• **PROBLEM DESCRIPTION**
Please filter the entries for the word "кастует" and copy every line that has it.

DATASET RECORDS Block Start

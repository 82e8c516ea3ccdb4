//! QuickHack integration: каст → эффект → истечение через ScheduledEffects
//!
//! Цели стоят далеко за пределами зрения врагов (5000), чтобы AI не вмешивался.

use bevy::prelude::*;
use cybersouls_simulation::attributes::{ActorDied, DamageKind, DamageRequest, StatusEffects};
use cybersouls_simulation::config::QuickHackTiming;
use cybersouls_simulation::quickhack::{
    QuickHackCompleted, QuickHackIntent, QuickHackInterrupted, QuickHackLoadout, QuickHackMarks, QuickHackStarted,
    QuickHackType,
};
use cybersouls_simulation::*;

const DT: f32 = 1.0 / 60.0;
const FAR: f32 = -5000.0;

fn event_count<E: Event>(app: &App) -> usize {
    app.world().resource::<Events<E>>().len()
}

fn step(app: &mut App, ticks: u32) {
    for _ in 0..ticks {
        step_simulation(app, DT);
    }
}

/// Шагает, пока `done` не вернёт true. Возвращает число тиков.
fn step_until(app: &mut App, max_ticks: u32, mut done: impl FnMut(&World) -> bool) -> u32 {
    for tick in 1..=max_ticks {
        step_simulation(app, DT);
        if done(app.world()) {
            return tick;
        }
    }
    panic!("condition not reached in {} ticks", max_ticks);
}

fn cast(app: &mut App, caster: Entity, hack_type: QuickHackType, target: Entity) {
    app.world_mut().send_event(QuickHackIntent {
        caster,
        hack_type,
        target: Some(target),
    });
}

fn is_frozen(world: &World, entity: Entity) -> bool {
    world.get::<StatusEffects>(entity).is_some_and(|status| status.is_immobilized)
}

#[test]
fn test_system_freeze_lasts_effect_duration() {
    let mut app = create_headless_app(11);
    let player = spawn_player_now(&mut app, Transform::default());
    let enemy = spawn_enemy_now(&mut app, EnemyArchetype::Block, Transform::from_xyz(0.0, 0.0, FAR));

    cast(&mut app, player, QuickHackType::SystemFreeze, enemy);
    let ticks = step_until(&mut app, 600, |world| is_frozen(world, enemy));
    // cast_time 7s: старт в первом тике, время копится со второго
    assert!((420..=423).contains(&ticks), "freeze landed after {} ticks", ticks);
    assert_eq!(event_count::<QuickHackStarted>(&app), 1);

    step(&mut app, 174);
    assert!(is_frozen(app.world(), enemy), "still frozen at 2.9s");

    step(&mut app, 12);
    assert!(!is_frozen(app.world(), enemy), "free at 3.1s");
}

#[test]
fn test_reapplied_freeze_ignores_stale_expiry() {
    let mut app = create_headless_app(12);
    let player = spawn_player_now(&mut app, Transform::default());
    let enemy = spawn_enemy_now(&mut app, EnemyArchetype::Block, Transform::from_xyz(0.0, 0.0, FAR));

    cast(&mut app, player, QuickHackType::SystemFreeze, enemy);
    step_until(&mut app, 600, |world| is_frozen(world, enemy));

    // Второе окно через 1s после первого
    step(&mut app, 60);
    app.world_mut().send_event(QuickHackCompleted {
        caster: player,
        target: enemy,
        hack_type: QuickHackType::SystemFreeze,
        effect_duration: 3.0,
    });
    step(&mut app, 1);

    // Первое окно истекло бы на 3s - флаг держится
    step(&mut app, 144);
    assert!(is_frozen(app.world(), enemy), "stale expiry must not clear the newer window");

    step(&mut app, 60);
    assert!(!is_frozen(app.world(), enemy));
}

#[test]
fn test_firewall_resists_hostile_quickhack() {
    let mut app = create_headless_app(13);
    let player = spawn_player_now(&mut app, Transform::default());
    let enemy = spawn_enemy_now(&mut app, EnemyArchetype::Block, Transform::from_xyz(0.0, 0.0, FAR));

    app.world_mut().get_mut::<StatusEffects>(enemy).unwrap().has_firewall = true;
    app.world_mut().send_event(QuickHackCompleted {
        caster: player,
        target: enemy,
        hack_type: QuickHackType::SystemFreeze,
        effect_duration: 3.0,
    });
    step(&mut app, 1);

    assert!(!is_frozen(app.world(), enemy));
}

#[test]
fn test_kill_quickhack_is_lethal() {
    let mut app = create_headless_app(14);
    let player = spawn_player_now(&mut app, Transform::default());
    let enemy = spawn_enemy_now(&mut app, EnemyArchetype::Block, Transform::from_xyz(0.0, 0.0, FAR));

    cast(&mut app, player, QuickHackType::Kill, enemy);
    step_until(&mut app, 300, |world| world.get::<Dead>(enemy).is_some());

    assert_eq!(event_count::<ActorDied>(&app), 1);
    let loadout = app.world().get::<QuickHackLoadout>(player).unwrap();
    assert!(!loadout.is_casting_any());
}

#[test]
fn test_cast_on_dead_target_is_rejected() {
    let mut app = create_headless_app(15);
    let player = spawn_player_now(&mut app, Transform::default());
    let enemy = spawn_enemy_now(&mut app, EnemyArchetype::Basic, Transform::from_xyz(0.0, 0.0, FAR));

    app.world_mut().send_event(DamageRequest {
        target: enemy,
        source: None,
        kind: DamageKind::Lethal,
    });
    step(&mut app, 1);
    assert!(app.world().get::<Dead>(enemy).is_some());

    cast(&mut app, player, QuickHackType::Kill, enemy);
    step(&mut app, 1);

    assert_eq!(event_count::<QuickHackStarted>(&app), 0);
    assert!(!app.world().get::<QuickHackLoadout>(player).unwrap().is_casting_any());
}

#[test]
fn test_cascade_spreads_to_two_nearest() {
    let mut app = create_headless_app(16);
    let player = spawn_player_now(&mut app, Transform::default());
    let origin = spawn_enemy_now(&mut app, EnemyArchetype::Basic, Transform::from_xyz(0.0, 0.0, FAR));
    let neighbours = [
        spawn_enemy_now(&mut app, EnemyArchetype::Basic, Transform::from_xyz(200.0, 0.0, FAR)),
        spawn_enemy_now(&mut app, EnemyArchetype::Basic, Transform::from_xyz(-300.0, 0.0, FAR)),
        spawn_enemy_now(&mut app, EnemyArchetype::Basic, Transform::from_xyz(500.0, 0.0, FAR)),
    ];

    cast(&mut app, player, QuickHackType::CascadeVirus, origin);
    step_until(&mut app, 400, |world| {
        world
            .get::<QuickHackMarks>(origin)
            .is_some_and(|marks| marks.cascade.is_some())
    });

    app.world_mut().send_event(DamageRequest {
        target: origin,
        source: Some(player),
        kind: DamageKind::Lethal,
    });
    step(&mut app, 1);
    assert_eq!(event_count::<ActorDied>(&app), 1);

    // Задержка цепочки 0.5s
    step(&mut app, 20);
    assert_eq!(event_count::<ActorDied>(&app), 1);
    step(&mut app, 16);

    let dead: Vec<Entity> = neighbours
        .iter()
        .copied()
        .filter(|entity| app.world().get::<Dead>(*entity).is_some())
        .collect();
    assert_eq!(dead, vec![neighbours[0], neighbours[1]], "two nearest die, the third survives");
    assert_eq!(event_count::<ActorDied>(&app), 3);
}

#[test]
fn test_cascade_mark_expires() {
    let mut app = create_headless_app(17);
    let player = spawn_player_now(&mut app, Transform::default());
    let origin = spawn_enemy_now(&mut app, EnemyArchetype::Basic, Transform::from_xyz(0.0, 0.0, FAR));
    let neighbour = spawn_enemy_now(&mut app, EnemyArchetype::Basic, Transform::from_xyz(200.0, 0.0, FAR));

    cast(&mut app, player, QuickHackType::CascadeVirus, origin);
    step_until(&mut app, 400, |world| {
        world
            .get::<QuickHackMarks>(origin)
            .is_some_and(|marks| marks.cascade.is_some())
    });

    // Метка живёт 5s
    step(&mut app, 306);
    assert!(app.world().get::<QuickHackMarks>(origin).unwrap().cascade.is_none());

    app.world_mut().send_event(DamageRequest {
        target: origin,
        source: Some(player),
        kind: DamageKind::Lethal,
    });
    step(&mut app, 60);

    assert!(app.world().get::<Dead>(neighbour).is_none());
    assert_eq!(event_count::<ActorDied>(&app), 1);
}

#[test]
fn test_interrupt_with_duration_locks_abilities() {
    let mut config = SimulationConfig::default();
    config.quickhacks.overrides.insert(
        QuickHackType::InterruptProtocol.config_key().to_string(),
        QuickHackTiming {
            cast_time: 0.5,
            cooldown: 8.0,
            effect_duration: 2.0,
        },
    );
    let mut app = create_headless_app_with_config(config);
    let player = spawn_player_now(&mut app, Transform::default());
    let far_enemy = spawn_enemy_now(&mut app, EnemyArchetype::Basic, Transform::from_xyz(0.0, 0.0, FAR));

    // Игрок кастует Kill (3s), нетраннер успевает прервать
    cast(&mut app, player, QuickHackType::Kill, far_enemy);
    step(&mut app, 1);
    spawn_enemy_now(&mut app, EnemyArchetype::DebuffNetrunner, Transform::from_xyz(0.0, 0.0, -800.0));

    let abilities_locked = |world: &World| {
        world
            .get::<StatusEffects>(player)
            .is_some_and(|status| !status.can_use_abilities)
    };
    step_until(&mut app, 120, abilities_locked);

    assert_eq!(event_count::<QuickHackInterrupted>(&app), 1);
    assert!(!app.world().get::<QuickHackLoadout>(player).unwrap().is_casting_any());
    assert!(app.world().get::<Dead>(far_enemy).is_none());

    step(&mut app, 114);
    assert!(abilities_locked(app.world()), "still locked at 1.9s");

    step(&mut app, 12);
    assert!(!abilities_locked(app.world()), "abilities restored after 2s");
}
//! Physical AI: ближний бой
//!
//! FSM: Idle → Chasing → Attacking ⇄ Chasing → Searching → Idle
//!
//! - видим игрока: запоминаем позицию, отменяем поиск, оповещаем союзников
//! - в радиусе атаки: стоп, разворот, атака когда cooldown готов
//! - вне радиуса: FollowEntity (тот же запрос повторно не выпускаем)
//! - потеряли из виду: ищем у точки тревоги союзника или у last known
//! - поиск: дойти, крутиться на месте, сдаться через max_search_duration

use bevy::prelude::*;
use rand::Rng;

use super::alert::AlertState;
use super::events::{AlertKind, AllyAlert};
use super::perception::Perception;
use crate::combat::{AttackAbility, AttackIntent};
use crate::components::{Dead, Enemy, MovementCommand, NavigationState, Player};
use crate::config::PhysicalAiTuning;
use crate::DeterministicRng;

#[derive(Debug, Clone, Copy, PartialEq, Eq, Default, Reflect)]
pub enum PhysicalState {
    #[default]
    Idle,
    Chasing,
    Attacking,
    Searching,
}

#[derive(Component, Debug, Clone, PartialEq, Reflect)]
#[reflect(Component)]
pub struct PhysicalController {
    pub state: PhysicalState,
    pub attack_range: f32,
    pub acceptance_radius: f32,
    pub max_search_duration: f32,
    pub scan_turn_rate: f32,
    /// Видел ли игрока на прошлом тике (per instance)
    pub was_visible: bool,
    pub last_known_location: Option<Vec3>,
    /// Тревога от союзника, ещё не отработанная
    pub pending_alert: Option<Vec3>,
    pub search_location: Option<Vec3>,
    pub search_elapsed: f32,
    /// +1 / -1: направление вращения при осмотре
    pub scan_direction: f32,
}

impl Default for PhysicalController {
    fn default() -> Self {
        Self::new(&PhysicalAiTuning::default())
    }
}

impl PhysicalController {
    pub fn new(tuning: &PhysicalAiTuning) -> Self {
        Self {
            state: PhysicalState::Idle,
            attack_range: tuning.attack_range,
            acceptance_radius: tuning.acceptance_radius,
            max_search_duration: tuning.max_search_duration,
            scan_turn_rate: tuning.scan_turn_rate,
            was_visible: false,
            last_known_location: None,
            pending_alert: None,
            search_location: None,
            search_elapsed: 0.0,
            scan_direction: 1.0,
        }
    }

    pub fn begin_search(&mut self, location: Vec3, scan_direction: f32) {
        self.state = PhysicalState::Searching;
        self.search_location = Some(location);
        self.search_elapsed = 0.0;
        self.scan_direction = scan_direction;
    }

    pub fn cancel_search(&mut self) {
        self.search_location = None;
        self.search_elapsed = 0.0;
    }

    /// Полный сброс в Idle (смерть игрока, конец поиска)
    pub fn reset(&mut self) {
        self.state = PhysicalState::Idle;
        self.was_visible = false;
        self.pending_alert = None;
        self.cancel_search();
    }

    /// Реакция на оповещение союзника. Поиск запускает только `Alert`;
    /// `LocationUpdate` получают те, кто и так видит игрока.
    pub fn receive_alert(&mut self, kind: AlertKind, location: Vec3, sees_player: bool) {
        if sees_player || kind != AlertKind::Alert {
            return;
        }
        self.pending_alert = Some(location);
    }
}

/// Повернуть актора к точке (только по горизонтали)
pub fn face_towards(transform: &mut Transform, point: Vec3) {
    let flat = Vec3::new(point.x, transform.translation.y, point.z);
    if flat.distance_squared(transform.translation) > f32::EPSILON {
        transform.look_at(flat, Vec3::Y);
    }
}

fn set_command(command: &mut MovementCommand, next: MovementCommand) {
    if *command != next {
        *command = next;
    }
}

/// Система: решения physical AI
pub fn physical_ai_decisions(
    mut controllers: Query<
        (
            Entity,
            &mut Transform,
            &mut PhysicalController,
            &Perception,
            &mut AlertState,
            &mut MovementCommand,
            &NavigationState,
            Option<&AttackAbility>,
        ),
        (With<Enemy>, Without<Dead>),
    >,
    players: Query<(Entity, &Transform), (With<Player>, Without<Enemy>, Without<Dead>)>,
    mut alerts: EventReader<AllyAlert>,
    mut attack_events: EventWriter<AttackIntent>,
    mut rng: ResMut<DeterministicRng>,
    time: Res<Time<Fixed>>,
) {
    let delta = time.delta_secs();

    for alert in alerts.read() {
        if let Ok((_, _, mut controller, perception, ..)) = controllers.get_mut(alert.recipient) {
            controller.receive_alert(alert.kind, alert.location, perception.can_see_target);
        }
    }

    let player = players.iter().min_by_key(|(entity, _)| *entity);

    for (entity, mut transform, mut controller, perception, mut alert, mut command, navigation, attack) in
        controllers.iter_mut()
    {
        let Some((player_entity, player_transform)) = player else {
            // Игрока нет - всё в Idle
            if controller.state != PhysicalState::Idle {
                controller.reset();
                alert.stop_alerting();
                set_command(&mut command, MovementCommand::Stop);
            }
            continue;
        };
        let player_position = player_transform.translation;
        let visible = perception.can_see_target && perception.target == Some(player_entity);

        if visible {
            controller.last_known_location = Some(player_position);
            if !controller.was_visible {
                controller.cancel_search();
                controller.pending_alert = None;
                alert.start_alerting(player_entity, player_position);
                crate::log(&format!("👁️ {:?} spotted player", entity));
            } else {
                alert.update_location(player_position);
            }

            let distance = transform.translation.distance(player_position);
            if distance <= controller.attack_range {
                controller.state = PhysicalState::Attacking;
                set_command(&mut command, MovementCommand::Stop);
                face_towards(&mut transform, player_position);

                if attack.is_some_and(|attack| attack.ability.is_ready()) {
                    attack_events.write(AttackIntent {
                        attacker: entity,
                        target: player_entity,
                    });
                }
            } else {
                controller.state = PhysicalState::Chasing;
                // Уже следуем за этой целью - не перевыпускаем запрос
                if !command.is_following(player_entity) {
                    *command = MovementCommand::FollowEntity {
                        target: player_entity,
                        acceptance_radius: controller.acceptance_radius,
                    };
                }
            }

            controller.was_visible = true;
            continue;
        }

        // Игрок не виден
        if controller.was_visible {
            controller.was_visible = false;
            alert.stop_alerting();
            crate::log(&format!("❓ {:?} lost sight of player", entity));

            let location = controller.pending_alert.take().or(controller.last_known_location);
            match location {
                Some(location) => start_search(&mut controller, &mut command, location, &mut rng),
                None => {
                    controller.reset();
                    set_command(&mut command, MovementCommand::Stop);
                }
            }
            continue;
        }

        if controller.state != PhysicalState::Searching {
            if let Some(location) = controller.pending_alert.take() {
                crate::log(&format!("📢 {:?} responds to ally alert", entity));
                start_search(&mut controller, &mut command, location, &mut rng);
            } else if controller.state != PhysicalState::Idle {
                // Chasing/Attacking без видимости (например, цель сменилась) - ищем у last known
                match controller.last_known_location {
                    Some(location) => start_search(&mut controller, &mut command, location, &mut rng),
                    None => controller.reset(),
                }
            }
            continue;
        }

        tick_search(&mut controller, &mut transform, &mut command, navigation, delta, entity);
    }
}

fn start_search(
    controller: &mut PhysicalController,
    command: &mut MovementCommand,
    location: Vec3,
    rng: &mut DeterministicRng,
) {
    let scan_direction = if rng.rng.gen_bool(0.5) { 1.0 } else { -1.0 };
    controller.begin_search(location, scan_direction);
    set_command(
        command,
        MovementCommand::MoveToPosition {
            target: location,
            acceptance_radius: controller.acceptance_radius,
        },
    );
}

fn tick_search(
    controller: &mut PhysicalController,
    transform: &mut Transform,
    command: &mut MovementCommand,
    navigation: &NavigationState,
    delta: f32,
    entity: Entity,
) {
    controller.search_elapsed += delta;
    if controller.search_elapsed >= controller.max_search_duration {
        crate::log(&format!("🤷 {:?} gave up searching", entity));
        controller.reset();
        set_command(command, MovementCommand::Stop);
        return;
    }

    let Some(location) = controller.search_location else {
        controller.reset();
        return;
    };

    let flat_distance = Vec2::new(transform.translation.x - location.x, transform.translation.z - location.z).length();
    let arrived = flat_distance <= controller.acceptance_radius
        || (navigation.is_target_reached && matches!(command, MovementCommand::MoveToPosition { .. }));

    if arrived {
        // Осмотр: вращение на месте
        set_command(command, MovementCommand::Idle);
        transform.rotate_y(controller.scan_direction * controller.scan_turn_rate * delta);
    }
}
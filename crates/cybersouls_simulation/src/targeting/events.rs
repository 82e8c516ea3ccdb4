use bevy::prelude::*;

use super::body_part::BodyPart;

#[derive(Event, Debug, Clone, PartialEq)]
pub struct TargetChanged {
    pub observer: Entity,
    pub previous: Option<Entity>,
    pub current: Option<Entity>,
}

#[derive(Event, Debug, Clone, PartialEq)]
pub struct BodyPartChanged {
    pub observer: Entity,
    pub previous: BodyPart,
    pub current: BodyPart,
}

/// Intent: переключить target lock
#[derive(Event, Debug, Clone)]
pub struct TargetLockIntent {
    pub entity: Entity,
}

#[derive(Event, Debug, Clone, PartialEq)]
pub struct TargetLockChanged {
    pub observer: Entity,
    pub locked: Option<Entity>,
}
//! QuickHack системы: intents → старт каста, тик каста, прерывания

use bevy::prelude::*;

use super::cast::{CastStep, QuickHackLoadout};
use super::events::*;
use super::slots::QuickHackSlots;
use super::types::QuickHackType;
use crate::attributes::StatusEffects;
use crate::combat::SystemOvercharge;
use crate::components::Dead;
use crate::error::AbilityError;

type CasterQuery<'w, 's> = Query<
    'w,
    's,
    (
        Entity,
        &'static Transform,
        &'static mut QuickHackLoadout,
        &'static StatusEffects,
        Has<Dead>,
        Option<&'static QuickHackSlots>,
        Option<&'static SystemOvercharge>,
    ),
>;

/// Система: обработка QuickHack intents (по типу, по слоту, отмена слота)
///
/// Rejection → silent no-op (debug лог), как и у остальных способностей.
pub fn handle_quickhack_intents(
    mut intents: EventReader<QuickHackIntent>,
    mut slot_intents: EventReader<QuickHackSlotIntent>,
    mut cancel_intents: EventReader<QuickHackCancelIntent>,
    mut casters: CasterQuery,
    dead: Query<(), With<Dead>>,
    mut started_events: EventWriter<QuickHackStarted>,
    mut interrupted_events: EventWriter<QuickHackInterrupted>,
) {
    for intent in cancel_intents.read() {
        let Ok((_, _, mut loadout, _, _, Some(slots), _)) = casters.get_mut(intent.caster) else {
            continue;
        };
        if let Some((hack_type, target)) = slots.cancel_slot(intent.slot, &mut loadout) {
            crate::log(&format!("✋ {:?} cancelled {:?} (slot {})", intent.caster, hack_type, intent.slot));
            interrupted_events.write(QuickHackInterrupted {
                caster: intent.caster,
                hack_type,
                target,
            });
        }
    }

    let mut requests: Vec<(Entity, QuickHackType, Option<Entity>)> =
        intents.read().map(|intent| (intent.caster, intent.hack_type, intent.target)).collect();

    for intent in slot_intents.read() {
        let Ok((_, _, loadout, status, is_dead, slots, overcharge)) = casters.get(intent.caster) else {
            continue;
        };
        let Some(slots) = slots else {
            crate::log(&format!("{:?} has no QuickHack slots", intent.caster));
            continue;
        };

        let overcharge_active = overcharge.is_some_and(|passive| passive.active);
        match slots
            .can_activate_slot(intent.slot, loadout, !is_dead, status, overcharge_active)
            .and_then(|_| slots.resolve(intent.slot))
        {
            Ok(hack_type) => requests.push((intent.caster, hack_type, intent.target)),
            Err(error) => crate::log(&format!("⛔ Slot {} rejected for {:?}: {}", intent.slot, intent.caster, error)),
        }
    }

    for (caster, hack_type, target) in requests {
        match start_quickhack(caster, hack_type, target, &mut casters, &dead) {
            Ok((target, cast_time)) => {
                crate::log_info(&format!(
                    "🧠 {:?} started {:?} on {:?} (cast {:.1}s)",
                    caster, hack_type, target, cast_time
                ));
                started_events.write(QuickHackStarted {
                    caster,
                    target,
                    hack_type,
                    cast_time,
                });
            }
            Err(error) => {
                crate::log(&format!("⛔ {:?} cannot start {:?}: {}", caster, hack_type, error));
            }
        }
    }
}

/// Разрешает цель и стартует каст. Ok((цель, cast_time)).
fn start_quickhack(
    caster: Entity,
    hack_type: QuickHackType,
    requested_target: Option<Entity>,
    casters: &mut CasterQuery,
    dead: &Query<(), With<Dead>>,
) -> Result<(Entity, f32), AbilityError> {
    let auto_target = if hack_type == QuickHackType::InterruptProtocol && requested_target.is_none() {
        nearest_casting_actor(caster, casters)
    } else {
        None
    };

    let (_, _, mut loadout, status, is_dead, _, _) = casters.get_mut(caster).map_err(|_| AbilityError::NotAvailable)?;
    if !status.can_use_abilities {
        return Err(AbilityError::AbilitiesDisabled);
    }

    let hack = loadout.get_mut(hack_type).ok_or(AbilityError::NotAvailable)?;
    let target = if hack.is_self_targeted() {
        Some(caster)
    } else {
        requested_target.or(auto_target)
    };
    // Мёртвые цели не принимаются
    let target = target.filter(|entity| !dead.contains(*entity));

    hack.start(target, !is_dead)?;
    let target = hack.current_target.ok_or(AbilityError::NoTarget)?;
    Ok((target, hack.cast_time))
}

/// Ближайший другой живой актор, который сейчас кастует QuickHack
fn nearest_casting_actor(caster: Entity, casters: &CasterQuery) -> Option<Entity> {
    let origin = casters.get(caster).ok()?.1.translation;

    casters
        .iter()
        .filter(|(entity, _, loadout, _, is_dead, _, _)| *entity != caster && !*is_dead && loadout.is_casting_any())
        .map(|(entity, transform, ..)| (entity, transform.translation.distance(origin)))
        .min_by(|a, b| a.1.total_cmp(&b.1).then_with(|| a.0.cmp(&b.0)))
        .map(|(entity, _)| entity)
}

/// Система: тик кастов
///
/// Смерть кастера во время каста = прерывание без эффекта.
/// Завершение → QuickHackCompleted (эффект применяет `apply_quickhack_effects`).
pub fn advance_quickhack_casts(
    mut casters: Query<(Entity, &mut QuickHackLoadout, Has<Dead>)>,
    time: Res<Time<Fixed>>,
    mut progress_events: EventWriter<CastProgress>,
    mut completed_events: EventWriter<QuickHackCompleted>,
    mut interrupted_events: EventWriter<QuickHackInterrupted>,
) {
    let delta = time.delta_secs();

    for (caster, mut loadout, is_dead) in casters.iter_mut() {
        if !loadout.is_casting_any() {
            continue;
        }

        if is_dead {
            for (hack_type, target) in loadout.interrupt_all() {
                crate::log(&format!("💀 {:?} died while casting {:?}", caster, hack_type));
                interrupted_events.write(QuickHackInterrupted { caster, hack_type, target });
            }
            continue;
        }

        for hack in loadout.hacks.iter_mut() {
            let hack_type = hack.hack_type;
            let effect_duration = hack.effect_duration;

            match hack.advance(delta) {
                CastStep::Idle => {}
                CastStep::Casting { elapsed, total } => {
                    progress_events.write(CastProgress {
                        caster,
                        hack_type,
                        elapsed,
                        total,
                    });
                }
                CastStep::Completed { target } => {
                    crate::log_info(&format!("✅ {:?} completed {:?} on {:?}", caster, hack_type, target));
                    completed_events.write(QuickHackCompleted {
                        caster,
                        target,
                        hack_type,
                        effect_duration,
                    });
                }
            }
        }
    }
}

DATASET RECORDS Block End

• **WRITTEN RESPONSE**
    // Игрок кастует Kill (3s), нетраннер успевает прервать
/// Ближайший другой живой актор, который сейчас кастует QuickHack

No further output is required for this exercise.